There are so many more.
Maybe I was naive or else maybe because times have changed and not always for the better.
Nowadays money is the be all. It is the new god.
So very sad and all this will probably get worse in the not-distant future. What a world our children are going to find.
He can always resign before the impeachment motion starts being debated in parliament and in the process not losing his pension and other perks.
The Taghna Lkoll camp must now be devising some populist back-against-the-wall stunt, just like the heroic assault on Montekristo.
A correction – he’s no longer president of the MOC. He didn’t stand for re-election early last year, and was duly replaced by Julian Pace Bonello, a man of great integrity, who was the sole and deserving candidate to replace Farrugia Sacco.
Of course his decision not to stand for re-election came several months after the impeachment motion was initiated by Lawrence Gonzi. It was by no means a resignation, or acknowledgment of, well, anything.
Something odd.
http://www.independent.com.mt/articles/2014-01-13/news/speaker-presents-report-of-justice-commission-on-farrugia-sacco-3674210305/
‘Dr Muscat said that procedures related to Justice Farrugia Sacco are bound by secrecy, and that rightly so, he received a copy of the report of the Commission for the first time today in parliament and had never been given a copy prior to today’s sitting.’
Why did Muscat feel the need to state this?

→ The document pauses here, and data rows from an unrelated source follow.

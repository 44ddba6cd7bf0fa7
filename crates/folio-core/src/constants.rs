use glam::Vec3;

// Shared motion/visual tuning constants used by the core and the web frontend.

// Smooth scroll
pub const SCROLL_DURATION_SEC: f64 = 1.4; // wheel/touch/keyboard smoothing window
pub const SCROLL_TO_DURATION_SEC: f64 = 1.8; // programmatic scroll-to (anchor links)
pub const SCROLL_TO_OFFSET_PX: f64 = -80.0; // keeps anchored sections clear of the nav
pub const SCROLL_SETTLE_EPSILON_PX: f64 = 0.01;
pub const KEY_LINE_STEP_PX: f64 = 40.0; // arrow keys
pub const KEY_PAGE_FRACTION: f64 = 0.9; // page up/down and space, fraction of viewport

// Pointer and cursor smoothing (per-frame low-pass factors)
pub const POINTER_SMOOTHING: f32 = 0.05;
pub const CURSOR_FOLLOW_SMOOTHING: f32 = 0.1;
pub const MAGNETIC_STRENGTH: f32 = 0.35;

// Particle field
pub const PARTICLE_COUNT: usize = 3000;
pub const FIELD_HALF_EXTENTS: Vec3 = Vec3::new(9.0, 6.0, 4.0); // ±x, ±y, ±z box
pub const PARTICLE_SIZE_MIN: f32 = 0.5;
pub const PARTICLE_SIZE_MAX: f32 = 3.0;

// Default palette (#7c3aed, #06b6d4, #a78bfa, #38bdf8, #ffffff)
pub const PARTICLE_PALETTE: [[f32; 3]; 5] = [
    [0.486, 0.227, 0.929],
    [0.024, 0.714, 0.831],
    [0.655, 0.545, 0.980],
    [0.220, 0.741, 0.973],
    [1.0, 1.0, 1.0],
];

// Repulsion field (mirrored in shaders/particles.wgsl)
pub const POINTER_SCALE: [f32; 2] = [9.0, 6.0]; // NDC pointer -> field units
pub const REPEL_RADIUS: f32 = 2.5;
pub const REPEL_STRENGTH: f32 = 0.8;
pub const DRIFT_Y_AMPLITUDE: f32 = 0.08;
pub const DRIFT_X_AMPLITUDE: f32 = 0.05;

// Ambient field rotation (radians per second)
pub const ROTATION_RATE_X: f32 = 0.015;
pub const ROTATION_RATE_Y: f32 = 0.04;

// Sprite sizing
pub const POINT_SIZE_SCALE: f32 = 280.0; // perspective attenuation numerator
pub const SPRITE_ALPHA: f32 = 0.75;
pub const MAX_PIXEL_RATIO: f32 = 2.0;

// Camera
pub const CAMERA_Z: f32 = 5.0;
pub const CAMERA_FOV_DEG: f32 = 60.0;
pub const CAMERA_NEAR: f32 = 0.1;
pub const CAMERA_FAR: f32 = 1000.0;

Did anybody from the house ask him if he had prior knowledge?
Would we not be asking a bit too much in asking Joseph Muscat to stick to his word, to keep his promise and that he is an honourable gentleman who honours his word.
After all, could we not see this as being a storm in a tea cup or something trivial that Tony l-Aspro can see to so effectively as that infamous block of ice?
I do believe strongly that I am more intelligent than that and would opt to go smell the coffee to avoid the storm in the tea cup.
In yet another episode from morally-derelict Malta, David Farrugia Sacco was this morning on a panel of two, along with Austin Sammut, discussing the impending impeachment motion on TVAM; with TV presenter Pablo Micallef and token woman Norma Saliba, whose journalistic credentials wouldn’t occupy one side of a post-it note.
Referring to “L-Imhallef Farrugia Sacco” throughout, with a couple of “il-papàs” mumbled in, Dr. Farrugia Sacco slalomed around the white elephant in the room with the grace of a drunk and the blessing of a TV station from which we can no longer expect, let alone receive, any better.
http://www.independent.com.mt/articles/2014-01-14/news/bus-tickets-cost-non-residents-374m-more-in-2013-3679551488/
On another subject, Joe Mizzi criticises the previous PN administration because it ignored warnings from the EU over the discriminatory tariffs, even though it faced fines. According to Mizzi, the present government is ensuring that the Commission would not initiate legal proceedings against Malta by putting an end to non-resident fares.
This is yet another wrong decision by the PL government on public transport.
For non-residents tickets to be the same as residents, an extra 3.7 million euros are required. This means that fares will have to be raised for residents. The increase of fares will make public transport a less attractive option. People are less likely to choose public transport over the use of their own car. This undermines the concept of encouraging people to use public transport. It also undermines the concept of making the operation of public transport more financially viable by increasing patronage.
The decisions taken by past administration, including the decision on non-resident fares, have to be seen in an overall context, namely that of reducing government subsidies over a period of time by increase public patronage of public transport. This objective was undermined by the PL, section of the media and others who vilified Arriva and the service they were offering, effectively discouraging people from using public transport.
Instead the PL government will create a downward spiral with increasing fares, reduced patronage and increased subsidies.
As for legal action from the EU, the right approach would have been for Malta to make its case and fight it out instead of simply giving a walkover. There are valid arguments for having a different fare for non-residents.